Saudi Crown Prince Mohammad bin Salman called on the international community to step up economic and political pressure against Iran to avoid a major military conflict in the Middle East.
During a hurricane tour of the United States this month, President Donald Trump met in the Oval Office, Saudi Arabia's ascending leader urged his interlocutors to sanction his country's archenemy Iran. The comments came as Trump John Bolton as National Security Advisor, a hawk whose appointment would lead many to overthrow the nuclear agreement with Iran and reintroduce sanctions against Tehran.
More People in Washington Believe It Maintaining a working relationship with Iran is important because it excludes those who agree with the Saudi crown prince.
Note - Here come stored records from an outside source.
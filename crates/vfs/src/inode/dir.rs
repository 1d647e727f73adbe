//! Directory inode implementation.

use std::collections::HashMap;

use super::types::INodeId;

/// Directory inode payload.
///
/// Entries keep insertion order, which is the order returned by listings.
#[derive(Debug, Clone)]
pub struct INodeDir {
    /// Parent directory inode ID (root is its own parent).
    parent_id: INodeId,
    /// Child names in insertion order.
    order: Vec<String>,
    /// Child entries: name → inode ID.
    children: HashMap<String, INodeId>,
}

impl INodeDir {
    /// Create an empty directory.
    ///
    /// # Arguments
    /// * `parent_id` - Parent directory inode ID
    pub fn new(parent_id: INodeId) -> Self {
        Self {
            parent_id,
            order: Vec::new(),
            children: HashMap::new(),
        }
    }

    /// Get the parent directory inode ID.
    pub fn parent_id(&self) -> INodeId {
        self.parent_id
    }

    pub(crate) fn set_parent_id(&mut self, parent_id: INodeId) {
        self.parent_id = parent_id;
    }

    /// Add a child entry at the end of the listing.
    ///
    /// # Arguments
    /// * `name` - Child entry name
    /// * `id` - Child inode ID
    ///
    /// # Returns
    /// False if the name was already present (nothing is changed).
    pub fn add_child(&mut self, name: String, id: INodeId) -> bool {
        if self.children.contains_key(&name) {
            return false;
        }
        self.order.push(name.clone());
        self.children.insert(name, id);
        true
    }

    /// Get a child inode ID by name.
    pub fn get_child(&self, name: &str) -> Option<INodeId> {
        self.children.get(name).copied()
    }

    /// Child names in listing order.
    pub fn names(&self) -> Vec<String> {
        self.order.clone()
    }

    /// All children as (name, inode_id) pairs in listing order.
    pub fn children(&self) -> Vec<(String, INodeId)> {
        self.order
            .iter()
            .filter_map(|name: &String| {
                self.children
                    .get(name)
                    .map(|id: &INodeId| (name.clone(), *id))
            })
            .collect()
    }

    /// Get the number of children.
    pub fn child_count(&self) -> usize {
        self.order.len()
    }

    /// Check whether the directory has no entries.
    pub fn is_empty(&self) -> bool {
        self.order.is_empty()
    }

    /// Remove a child entry.
    ///
    /// # Returns
    /// The removed child inode ID, or None if not found.
    pub fn remove_child(&mut self, name: &str) -> Option<INodeId> {
        let id: INodeId = self.children.remove(name)?;
        self.order.retain(|n: &String| n != name);
        Some(id)
    }
}
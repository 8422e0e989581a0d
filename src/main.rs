use std::env;

use anyhow::{Context, Result};
use dotenv::dotenv;
use tracing::{info, warn};
use tracing_subscriber::{layer::SubscriberExt, util::SubscriberInitExt};

use hrms_client::{ClientConfig, HrmsClient, LocalStore};

// Token handed to the client as if an earlier sign-in had stored it.
const TOKEN_VAR: &str = "HRMS_API_TOKEN";

#[tokio::main]
async fn main() -> Result<()> {
    // Load variables from .env file if it exists into the environment
    dotenv().ok();

    tracing_subscriber::registry()
        .with(
            tracing_subscriber::EnvFilter::try_from_default_env()
                .unwrap_or_else(|_| "info".to_string().into()),
        )
        .with(tracing_subscriber::fmt::layer())
        .init();

    let config = ClientConfig::from_env().context("loading HRMS client configuration")?;

    let store = LocalStore::new();
    if let Ok(token) = env::var(TOKEN_VAR) {
        store.set(config.token_key.clone(), token);
    } else {
        warn!("{TOKEN_VAR} not set, requests go out unauthenticated");
    }

    let client = HrmsClient::with_store(&config, store)?;

    info!("Fetching dashboard stats from {}", client.base_url());
    let stats: serde_json::Value = client
        .dashboard()
        .stats()
        .await?
        .json()
        .await
        .context("decoding dashboard stats")?;

    println!("{}", serde_json::to_string_pretty(&stats)?);
    Ok(())
}
//! Daily attendance: single marks, check-ins, and bulk saves.
//!
//! A bulk save issues one `PUT /attendance/mark/{id}?status=..` per record.
//! All requests are in flight at once and complete in whatever order the
//! backend answers. Nothing is rolled back when some of them fail.

use std::fmt::Display;

use tokio::task::JoinHandle;
use tracing::debug;

use crate::hrms::{
    error::Result,
    http::{ApiClient, Endpoint, Response, Url},
    model::{AttendanceOutcome, AttendanceRecord},
};

pub struct AttendanceApi<'a> {
    api: &'a ApiClient,
}

impl<'a> AttendanceApi<'a> {
    pub(crate) const fn new(api: &'a ApiClient) -> Self {
        Self { api }
    }

    fn attendance(&self) -> Endpoint {
        self.api.endpoint().segment("attendance")
    }

    fn mark_url(&self, employee_id: impl Display, status: impl Display) -> Url {
        self.attendance()
            .segment("mark")
            .segment(employee_id)
            .query("status", status)
            .into_url()
    }

    /// `PUT /attendance/mark/{employee_id}?status={status}`
    ///
    /// # Errors
    /// Fails as described on [`ApiClient::send`].
    pub async fn mark(&self, employee_id: impl Display, status: &str) -> Result<Response> {
        self.api.put(self.mark_url(employee_id, status)).await
    }

    /// `PUT /attendance/addcheckin/{employee_id}`
    ///
    /// # Errors
    /// Fails as described on [`ApiClient::send`].
    pub async fn add_check_in(&self, employee_id: impl Display) -> Result<Response> {
        let url = self
            .attendance()
            .segment("addcheckin")
            .segment(employee_id)
            .into_url();
        self.api.put(url).await
    }

    /// `GET /attendance/today`
    ///
    /// # Errors
    /// Fails as described on [`ApiClient::send`].
    pub async fn today(&self) -> Result<Response> {
        self.api.get(self.attendance().segment("today").into_url()).await
    }

    /// Marks every record concurrently and succeeds only if all of them did.
    ///
    /// Waits for every request to settle before returning. On failure the
    /// error of the earliest failing record (in input order) is returned and
    /// the successful marks stay applied. Responses come back in input order.
    ///
    /// # Errors
    /// Any record's failure as described on [`ApiClient::send`], or `Task` if
    /// a request task panicked.
    pub async fn save_all(&self, records: &[AttendanceRecord]) -> Result<Vec<Response>> {
        debug!(count = records.len(), "saving attendance (all-or-nothing)");
        self.fan_out(records).await.into_iter().collect()
    }

    /// Like `save_all`, but reports each record's own outcome instead of
    /// collapsing them into one result.
    pub async fn save_each(&self, records: &[AttendanceRecord]) -> Vec<AttendanceOutcome> {
        debug!(count = records.len(), "saving attendance (per-record outcomes)");
        self.fan_out(records)
            .await
            .into_iter()
            .zip(records)
            .map(|(result, record)| AttendanceOutcome {
                employee_id: record.employee_id,
                result: result.map(|response| response.status()),
            })
            .collect()
    }

    async fn fan_out(&self, records: &[AttendanceRecord]) -> Vec<Result<Response>> {
        let in_flight: Vec<JoinHandle<Result<Response>>> = records
            .iter()
            .map(|record| {
                let api = self.api.clone();
                let url = self.mark_url(record.employee_id, &record.status);
                tokio::spawn(async move { api.put(url).await })
            })
            .collect();

        let mut settled = Vec::with_capacity(in_flight.len());
        for handle in in_flight {
            settled.push(handle.await.unwrap_or_else(|e| Err(e.into())));
        }
        settled
    }
}
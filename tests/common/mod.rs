#![allow(dead_code, clippy::unwrap_used, clippy::expect_used)]

//! In-process stand-in for the HRMS backend.
//!
//! Every request is recorded (method, path with query, `Authorization` and
//! `Content-Type` headers, body) and answered with `{"ok":true}`, except paths registered
//! as failing, which answer 500 with a fixed JSON body.

use std::{
    collections::HashSet,
    sync::{Arc, Mutex},
};

use axum::{
    Router,
    body::Bytes,
    extract::State,
    http::{
        HeaderMap, Method, StatusCode, Uri,
        header::{AUTHORIZATION, CONTENT_TYPE, HeaderName},
    },
    response::IntoResponse,
};
use hrms_client::{ClientConfig, HrmsClient, LocalStore};
use tokio::net::TcpListener;

pub const FAILURE_BODY: &str = r#"{"message":"database unavailable"}"#;

#[derive(Debug, Clone, PartialEq, Eq)]
pub struct Recorded {
    pub method: Method,
    pub path: String,
    pub authorization: Option<String>,
    pub content_type: Option<String>,
    pub body: Vec<u8>,
}

#[derive(Clone, Default)]
struct Backend {
    requests: Arc<Mutex<Vec<Recorded>>>,
    failing: Arc<HashSet<String>>,
}

pub struct MockServer {
    pub base_url: String,
    backend: Backend,
}

impl MockServer {
    pub async fn start() -> Self {
        Self::start_failing(&[]).await
    }

    /// `failing` holds request targets (path plus query) answered with 500.
    pub async fn start_failing(failing: &[&str]) -> Self {
        let backend = Backend {
            requests: Arc::default(),
            failing: Arc::new(failing.iter().map(|p| (*p).to_string()).collect()),
        };
        let router = Router::new().fallback(record).with_state(backend.clone());

        let listener = TcpListener::bind("127.0.0.1:0").await.unwrap();
        let addr = listener.local_addr().unwrap();
        tokio::spawn(async move {
            axum::serve(listener, router).await.unwrap();
        });

        Self {
            base_url: format!("http://{addr}/api"),
            backend,
        }
    }

    pub fn client(&self, store: LocalStore) -> HrmsClient {
        let config = ClientConfig::new(&self.base_url).unwrap();
        HrmsClient::with_store(&config, store).unwrap()
    }

    pub fn requests(&self) -> Vec<Recorded> {
        self.backend.requests.lock().unwrap().clone()
    }

    pub fn single_request(&self) -> Recorded {
        let mut requests = self.requests();
        assert_eq!(requests.len(), 1, "expected exactly one request: {requests:?}");
        requests.remove(0)
    }
}

async fn record(
    State(backend): State<Backend>,
    method: Method,
    uri: Uri,
    headers: HeaderMap,
    body: Bytes,
) -> impl IntoResponse {
    let path = uri
        .path_and_query()
        .map_or_else(|| uri.path().to_string(), ToString::to_string);
    let header = |name: HeaderName| {
        headers
            .get(name)
            .and_then(|v| v.to_str().ok())
            .map(str::to_string)
    };
    let authorization = header(AUTHORIZATION);
    let content_type = header(CONTENT_TYPE);

    let fails = backend.failing.contains(&path);
    backend.requests.lock().unwrap().push(Recorded {
        method,
        path,
        authorization,
        content_type,
        body: body.to_vec(),
    });

    if fails {
        (StatusCode::INTERNAL_SERVER_ERROR, FAILURE_BODY)
    } else {
        (StatusCode::OK, r#"{"ok":true}"#)
    }
}
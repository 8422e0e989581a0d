//! Shared request sender for the HRMS backend.
//!
//! This module provides:
//! - `ApiClient`: one long-lived client bound to the configured origin and
//!   default headers, with bearer-token injection and request tracing
//! - The tracing span backend used for every outbound call
//! - Status handling shared by all endpoint groups

use std::sync::Arc;

use http::Extensions;
use reqwest::{Method, Request, Response, Url};
use reqwest_middleware::{ClientBuilder, ClientWithMiddleware, Result as MiddlewareResult};
use reqwest_tracing::{
    ReqwestOtelSpanBackend, TracingMiddleware, default_on_request_end, reqwest_otel_span,
};
use serde::Serialize;
use tracing::{Span, info};

use crate::hrms::{
    config::ClientConfig,
    credentials::CredentialProvider,
    error::{HrmsError, Result},
    http::{auth::BearerAuth, url::Endpoint},
};

// Span backend for outbound calls. Only ever named as a type parameter of
// TracingMiddleware, so the compiler sees it as never constructed.
// Headers stay out of the span: they carry the bearer token.
#[allow(dead_code)]
struct HrmsTracing;

impl ReqwestOtelSpanBackend for HrmsTracing {
    fn on_request_start(req: &Request, _extension: &mut Extensions) -> Span {
        reqwest_otel_span!(name = "hrms-api-request", req)
    }

    fn on_request_end(
        span: &Span,
        outcome: &MiddlewareResult<Response>,
        _extension: &mut Extensions,
    ) {
        default_on_request_end(span, outcome);
    }
}

/// Cheap to clone; clones share the connection pool and middleware stack.
#[derive(Clone)]
pub struct ApiClient {
    http: ClientWithMiddleware,
    base_url: Url,
}

impl ApiClient {
    /// # Errors
    /// `Http` if the underlying reqwest client cannot be built (TLS backend
    /// initialisation, invalid default headers).
    pub fn new(config: &ClientConfig, credentials: Arc<dyn CredentialProvider>) -> Result<Self> {
        let mut client_builder =
            reqwest::Client::builder().default_headers(config.default_headers.clone());

        if let Some(timeout) = config.timeout {
            client_builder = client_builder.timeout(timeout);
        }

        let http = ClientBuilder::new(client_builder.build()?)
            .with(TracingMiddleware::<HrmsTracing>::new())
            .with(BearerAuth::new(credentials))
            .build();

        info!(base_url = %config.base_url, "HRMS API client configured");

        Ok(Self {
            http,
            base_url: config.base_url.clone(),
        })
    }

    #[must_use]
    pub const fn base_url(&self) -> &Url {
        &self.base_url
    }

    /// Starts a URL under the configured base origin.
    #[must_use]
    pub fn endpoint(&self) -> Endpoint {
        Endpoint::new(&self.base_url)
    }

    /// Sends one request and hands back the response untouched if it is 2xx.
    ///
    /// # Errors
    /// * `HttpMiddleware` - connection, DNS or timeout failures, or a token
    ///   that cannot be sent as a header
    /// * `Status` - the backend answered outside 2xx; its body is kept verbatim
    /// * `UnreadableBody` - the backend answered outside 2xx and the connection
    ///   broke while its body was being read
    pub async fn send(&self, method: Method, url: Url, body: Option<Vec<u8>>) -> Result<Response> {
        let mut request_builder = self.http.request(method, url);
        if let Some(body) = body {
            request_builder = request_builder.body(body);
        }

        let response = request_builder.send().await?;
        ensure_success(response).await
    }

    /// # Errors
    /// See [`ApiClient::send`].
    pub async fn get(&self, url: Url) -> Result<Response> {
        self.send(Method::GET, url, None).await
    }

    /// # Errors
    /// See [`ApiClient::send`].
    pub async fn delete(&self, url: Url) -> Result<Response> {
        self.send(Method::DELETE, url, None).await
    }

    /// PUT without a request body.
    ///
    /// # Errors
    /// See [`ApiClient::send`].
    pub async fn put(&self, url: Url) -> Result<Response> {
        self.send(Method::PUT, url, None).await
    }

    /// # Errors
    /// `Serialization` if `body` cannot be encoded as JSON, otherwise see
    /// [`ApiClient::send`].
    pub async fn post_json<B: Serialize + ?Sized>(&self, url: Url, body: &B) -> Result<Response> {
        self.send(Method::POST, url, Some(serde_json::to_vec(body)?))
            .await
    }

    /// # Errors
    /// `Serialization` if `body` cannot be encoded as JSON, otherwise see
    /// [`ApiClient::send`].
    pub async fn put_json<B: Serialize + ?Sized>(&self, url: Url, body: &B) -> Result<Response> {
        self.send(Method::PUT, url, Some(serde_json::to_vec(body)?))
            .await
    }
}

async fn ensure_success(mut response: Response) -> Result<Response> {
    let status = response.status();
    if status.is_success() {
        return Ok(response);
    }

    let url = response.url().to_string();
    let mut received = Vec::new();
    loop {
        match response.chunk().await {
            Ok(Some(chunk)) => received.extend_from_slice(&chunk),
            Ok(None) => {
                let body = String::from_utf8_lossy(&received).into_owned();
                return Err(HrmsError::Status { status, url, body });
            }
            Err(source) => {
                let partial_body = String::from_utf8_lossy(&received).into_owned();
                return Err(HrmsError::UnreadableBody {
                    status,
                    url,
                    partial_body,
                    source,
                });
            }
        }
    }
}
//! Where bearer tokens come from.
//!
//! The client never stores or refreshes tokens itself. It asks a
//! `CredentialProvider` once per request; whatever authentication flow the
//! application runs is responsible for writing the token somewhere the
//! provider can see it, typically a `LocalStore`.

use std::{
    collections::HashMap,
    sync::{Arc, PoisonError, RwLock},
};

/// Supplies the bearer token for the next outbound request.
pub trait CredentialProvider: Send + Sync {
    fn bearer_token(&self) -> Option<String>;
}

impl<F> CredentialProvider for F
where
    F: Fn() -> Option<String> + Send + Sync,
{
    fn bearer_token(&self) -> Option<String> {
        self()
    }
}

/// Sends every request unauthenticated.
#[derive(Debug, Clone, Copy, Default)]
pub struct NoCredentials;

impl CredentialProvider for NoCredentials {
    fn bearer_token(&self) -> Option<String> {
        None
    }
}

/// Shared string key/value store. Clones are handles onto the same map.
#[derive(Debug, Clone, Default)]
pub struct LocalStore {
    entries: Arc<RwLock<HashMap<String, String>>>,
}

impl LocalStore {
    #[must_use]
    pub fn new() -> Self {
        Self::default()
    }

    #[must_use]
    pub fn get(&self, key: &str) -> Option<String> {
        self.entries
            .read()
            .unwrap_or_else(PoisonError::into_inner)
            .get(key)
            .cloned()
    }

    pub fn set(&self, key: impl Into<String>, value: impl Into<String>) {
        self.entries
            .write()
            .unwrap_or_else(PoisonError::into_inner)
            .insert(key.into(), value.into());
    }

    pub fn remove(&self, key: &str) -> Option<String> {
        self.entries
            .write()
            .unwrap_or_else(PoisonError::into_inner)
            .remove(key)
    }
}

/// Reads the token from one key of a `LocalStore` at request time.
#[derive(Debug, Clone)]
pub struct StoredToken {
    store: LocalStore,
    key: String,
}

impl StoredToken {
    #[must_use]
    pub fn new(store: LocalStore, key: impl Into<String>) -> Self {
        Self {
            store,
            key: key.into(),
        }
    }
}

impl CredentialProvider for StoredToken {
    fn bearer_token(&self) -> Option<String> {
        self.store.get(&self.key)
    }
}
"Bolton is a hawk who supports a tough line with Iran and North Korea," said Martin Edwards, diplomacy expert at the School of Diplomacy and International Relations at Seton Hall University, Newsweek . "The concern is real here: unlike McMaster's penchant for sober analysis, Bolton could support the president's worst instincts rather than try to restrict them."
The appointment of another Iran Hawk, former CIA director Mike Pompeo, as secretary of state, also not good for Iran -Deal.
On May 12, Trump will have the opportunity to decide whether sanctions on Iran will be reintroduced, a move that would effectively kill the deal. Most analysts agree that he is ready to pull the plug.
Some experts say that this could lead to a catastrophe in the Middle East, where Iran supports numerous deputies and armed groups that oppose US interests are fighting, such as Hezbollah in Lebanon and the Houthi rebels in Yemen. The killing of the agreement would motivate Iran to start developing nuclear weapons, argue the supporters of the agreement. Some political analysts have suggested that the reintroduction of sanctions would motivate Iran to be more aggressive.
"The Crown Prince is right to worry about Iran's growing clout in the region – from Iraq and Syria to Yemen and Lebanon Saudis almost everywhere," said Chris Meserole, a Brookings Institution Middle East expert, Newsweek.
"But the solution is not to push back the nuclear treaty and introduce new sanctions, but if the Prince thinks that this will lead to fewer conflicts then he will be very wrong." New sanctions will only further encourage Tehran. " Continued Mesere.
But MBS, as the Crown Prince is colloquially called, takes the opposite view, saying the sanctions would help limit Iran's interference in the wider Middle East. He said T he Wall Street Journal that the war would break out in the next 10 to 15 years if the world did not apply sanctions to prevent Iran from extending its influence. However, he did not outline details of how this strategy would work.